Melanies Vater verkörpert alle Klischees des karrierebesessenen Mannes, der seinen Erfolg durch seine Kinder weiterleben möchte. Melanie kämpft um dessen Anerkennung und nimmt daher seine Manipulation scheinbar resigniert in Kauf. Mels Mutter möchte man am liebsten kräftig schütteln und sagen "Wach auf und wehr dich! " , kommt sie doch so sehr als verschrecktes Mäusschen daher, das nicht mal wagt, in normaler Lautstärke zu sprechen. Mika erscheint gleich zu Beginn sehr sympathisch, offen und herzlich. Auch dass er nach dem tragischen Tod seiner Schwester nicht resigniert und Mel bei der Suche nach der Wahrheit hilft, spricht für einen starken Charakter.Das zarte Erwachen der Liebe zwischen Mika und Jana sorgen für schöne Lesemomente und lockern die düstere Thrillerstimmung auf.

Cover & Aufmachung:

Die Covergestaltung ist in meinen Augen einfach nur gelungen und sehr ansprechend. Nach einigen gelesenen Seiten stellt man auch gleich den Zusammenhang zwischen der Protagonistin und den abgebildeten Schmetterlingen dar.
Das blau spiegelt zum einen den Himmel und zum Anderen aber auch das Wasser dar - beide Elemente, die Zusammen die  große Freiheit für Jana bedeuten. 
Entfernt man den Schutzumschlag, findet man ein fast komplett schwarzes Buch vor, auch das Lesezeichenband ist schwarz gehalten.
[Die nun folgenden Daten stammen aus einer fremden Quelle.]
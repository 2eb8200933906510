//! Order id generation

use std::sync::atomic::{AtomicI64, Ordering};

use hermes_core::{OrderId, Timestamp};

/// Issues `order_{millis}` ids from submission time
///
/// Ids strictly increase: two submissions within the same millisecond get
/// consecutive values instead of colliding.
#[derive(Debug, Default)]
pub struct OrderIdGenerator {
    last_millis: AtomicI64,
}

impl OrderIdGenerator {
    pub fn new() -> Self {
        Self::default()
    }

    pub fn next(&self, now: Timestamp) -> OrderId {
        let millis = now.timestamp_millis();
        let mut previous = self.last_millis.load(Ordering::Acquire);
        loop {
            let candidate = millis.max(previous + 1);
            match self.last_millis.compare_exchange_weak(
                previous,
                candidate,
                Ordering::AcqRel,
                Ordering::Acquire,
            ) {
                Ok(_) => return OrderId::new(format!("order_{candidate}")),
                Err(actual) => previous = actual,
            }
        }
    }
}

#[cfg(test)]
mod tests {
    use super::*;
    use chrono::{TimeZone, Utc};

    #[test]
    fn test_id_from_submission_time() {
        let ids = OrderIdGenerator::new();
        let at = Utc.timestamp_millis_opt(1_700_000_000_123).unwrap();
        assert_eq!(ids.next(at).as_str(), "order_1700000000123");
    }

    #[test]
    fn test_same_millisecond_stays_unique() {
        let ids = OrderIdGenerator::new();
        let at = Utc.timestamp_millis_opt(1_700_000_000_000).unwrap();

        let first = ids.next(at);
        let second = ids.next(at);
        assert_eq!(first.as_str(), "order_1700000000000");
        assert_eq!(second.as_str(), "order_1700000000001");
    }

    #[test]
    fn test_clock_going_backwards_stays_monotonic() {
        let ids = OrderIdGenerator::new();
        let later = Utc.timestamp_millis_opt(2_000).unwrap();
        let earlier = Utc.timestamp_millis_opt(1_000).unwrap();

        ids.next(later);
        assert_eq!(ids.next(earlier).as_str(), "order_2001");
    }
}
//! Hermes Ports
//!
//! Port definitions (traits) for the Hermes bridge.
//! These define the boundaries between domain logic and infrastructure.

mod clock;

pub use clock::Clock;
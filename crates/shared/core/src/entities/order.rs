use chrono::{DateTime, Utc};
use rust_decimal::Decimal;
use serde::{Deserialize, Serialize};
use serde_json::{Map, Value};
use std::borrow::Borrow;
use std::fmt;

use super::{OrderKind, OrderStatus, Side};
use crate::values::to_epoch_seconds;

/// Unique identifier for an order, generated by the submitting side
#[derive(Debug, Clone, PartialEq, Eq, Hash, PartialOrd, Ord, Serialize, Deserialize)]
#[serde(transparent)]
pub struct OrderId(String);

impl OrderId {
    pub fn new(id: impl Into<String>) -> Self {
        Self(id.into())
    }

    pub fn as_str(&self) -> &str {
        &self.0
    }
}

impl fmt::Display for OrderId {
    fn fmt(&self, f: &mut fmt::Formatter<'_>) -> fmt::Result {
        f.write_str(&self.0)
    }
}

impl From<&str> for OrderId {
    fn from(s: &str) -> Self {
        Self(s.to_string())
    }
}

impl From<String> for OrderId {
    fn from(s: String) -> Self {
        Self(s)
    }
}

impl Borrow<str> for OrderId {
    fn borrow(&self) -> &str {
        &self.0
    }
}

/// What a caller asks for when placing an order
#[derive(Debug, Clone, PartialEq, Serialize, Deserialize)]
pub struct OrderSpec {
    pub symbol: String,
    pub direction: Side,
    pub kind: OrderKind,
    pub price: Decimal,
    pub volume: Decimal,
    pub stop_loss: Option<Decimal>,
    pub take_profit: Option<Decimal>,
}

impl OrderSpec {
    /// Create a limit order spec
    pub fn limit(symbol: impl Into<String>, direction: Side, price: Decimal, volume: Decimal) -> Self {
        Self {
            symbol: symbol.into(),
            direction,
            kind: OrderKind::Limit,
            price,
            volume,
            stop_loss: None,
            take_profit: None,
        }
    }

    pub fn with_stop_loss(mut self, stop_loss: Decimal) -> Self {
        self.stop_loss = Some(stop_loss);
        self
    }

    pub fn with_take_profit(mut self, take_profit: Decimal) -> Self {
        self.take_profit = Some(take_profit);
        self
    }

    /// Check the fields the platform would reject outright
    pub fn validate(&self) -> Result<(), String> {
        if self.symbol.trim().is_empty() {
            return Err("symbol must not be empty".to_string());
        }
        if self.volume <= Decimal::ZERO {
            return Err(format!("volume must be positive, got {}", self.volume));
        }
        if self.kind == OrderKind::Limit && self.price <= Decimal::ZERO {
            return Err(format!("limit price must be positive, got {}", self.price));
        }
        Ok(())
    }
}

/// Full order record as kept by the ledger
#[derive(Debug, Clone, PartialEq, Serialize, Deserialize)]
pub struct Order {
    pub id: OrderId,
    pub symbol: String,
    pub direction: Side,
    pub kind: OrderKind,
    pub price: Decimal,
    pub volume: Decimal,
    pub stop_loss: Option<Decimal>,
    pub take_profit: Option<Decimal>,
    pub status: OrderStatus,
    pub submitted_at: DateTime<Utc>,
    pub updated_at: DateTime<Utc>,
    /// Fields supplied by the platform in order responses (fill price, ticket, reason, ...)
    #[serde(default)]
    pub peer_fields: Map<String, Value>,
}

impl Order {
    /// Create a pending order from a spec
    pub fn from_spec(id: OrderId, spec: OrderSpec, submitted_at: DateTime<Utc>) -> Self {
        Self {
            id,
            symbol: spec.symbol,
            direction: spec.direction,
            kind: spec.kind,
            price: spec.price,
            volume: spec.volume,
            stop_loss: spec.stop_loss,
            take_profit: spec.take_profit,
            status: OrderStatus::Pending,
            submitted_at,
            updated_at: submitted_at,
            peer_fields: Map::new(),
        }
    }

    /// Merge an order response payload into this record
    ///
    /// `status` is parsed into [`OrderStatus`]; every other key except
    /// `order_id` is kept verbatim in `peer_fields`, later values winning.
    pub fn merge_response(&mut self, data: &Map<String, Value>, at: DateTime<Utc>) {
        if let Some(status) = data.get("status") {
            self.status = serde_json::from_value(status.clone()).unwrap_or(OrderStatus::Unknown);
        }
        for (key, value) in data {
            if key == "order_id" || key == "status" {
                continue;
            }
            self.peer_fields.insert(key.clone(), value.clone());
        }
        self.updated_at = at;
    }

    /// Wire payload for an `order_request` envelope
    pub fn to_request_payload(&self) -> Map<String, Value> {
        let mut payload = Map::new();
        payload.insert("order_id".into(), Value::from(self.id.as_str()));
        payload.insert("symbol".into(), Value::from(self.symbol.as_str()));
        payload.insert("type".into(), Value::from(self.kind.as_str()));
        payload.insert("direction".into(), Value::from(self.direction.as_str()));
        payload.insert("price".into(), decimal_value(Some(self.price)));
        payload.insert("volume".into(), decimal_value(Some(self.volume)));
        payload.insert("stop_loss".into(), decimal_value(self.stop_loss));
        payload.insert("take_profit".into(), decimal_value(self.take_profit));
        payload.insert(
            "timestamp".into(),
            Value::from(to_epoch_seconds(self.submitted_at)),
        );
        payload
    }
}

fn decimal_value(value: Option<Decimal>) -> Value {
    value
        .and_then(|d| serde_json::to_value(d).ok())
        .unwrap_or(Value::Null)
}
In meinen Augen stellt das den Kontrast zur Freiheit auf dem Schutzumschlag dar und symbolisiert Janas Trauer um ihre Freundin Melanie.  Sehr ansprechend ist auch die Darstellung des Schmetterlings zu jedem Beginn eines neuen Kapitels. Diese Gedanken der unbekannten Person werden jeweils auf einer separaten Seite in kursiver Schrift dargestellt und erhöhen alleine schon durch diese Darstellung die Spannung beim lesen.

Fazit: 

"Wie ein Flügelschlag" ist ein wahrlich gelungener Jugend-Thriller, der mich von der ersten Seite in seinen Bann gezogen und fasziniert hat. ich wollte das Buch nicht aus der Hand legen und so habe ich es an einem Stück gelesen. 
Ein Buch, dass den Leser zudem nachdenklich stimmt, was sportlichen Ehrgeiz, Macht und Karriere betrifft. Wie weit darf man gehen, wo sind die Grenzen und wer bestimmt diese? Wie weit dürfen Eltern gehen im Vorantreiben ihrer eigenen Kinder? 
Ein Buch, das sich zu Recht als "All Ager" bezeichnen darf. Denn nicht nur Jugendliche, sondern auch Erwachsene aller Altersklassen werden Gefallen an diesem einfach nur schönen Buch haben.

© Rezension, Alexandra


Zur Autorin: 

Über zwölf Jahre war Jutta Wilke selbstständige Anwältin für Familienrecht. Nach der Geburt ihres fünften Kindes hängte sie ihre Robe an den Nagel, um sich ganz ihrer auf XL-Format angewachsenen Großfamilie widmen zu können. Als dann auch der jüngste Spross der Familie einen Kindergartenplatz ergattern konnte, beschloss Jutta Wilke, noch einmal ganz neu durchzustarten und endlich das zu machen, wovon sie ihr Leben lang geträumt hatte: Kinderbuchautorin werden. „Holundermond“ ist ihr erster Roman.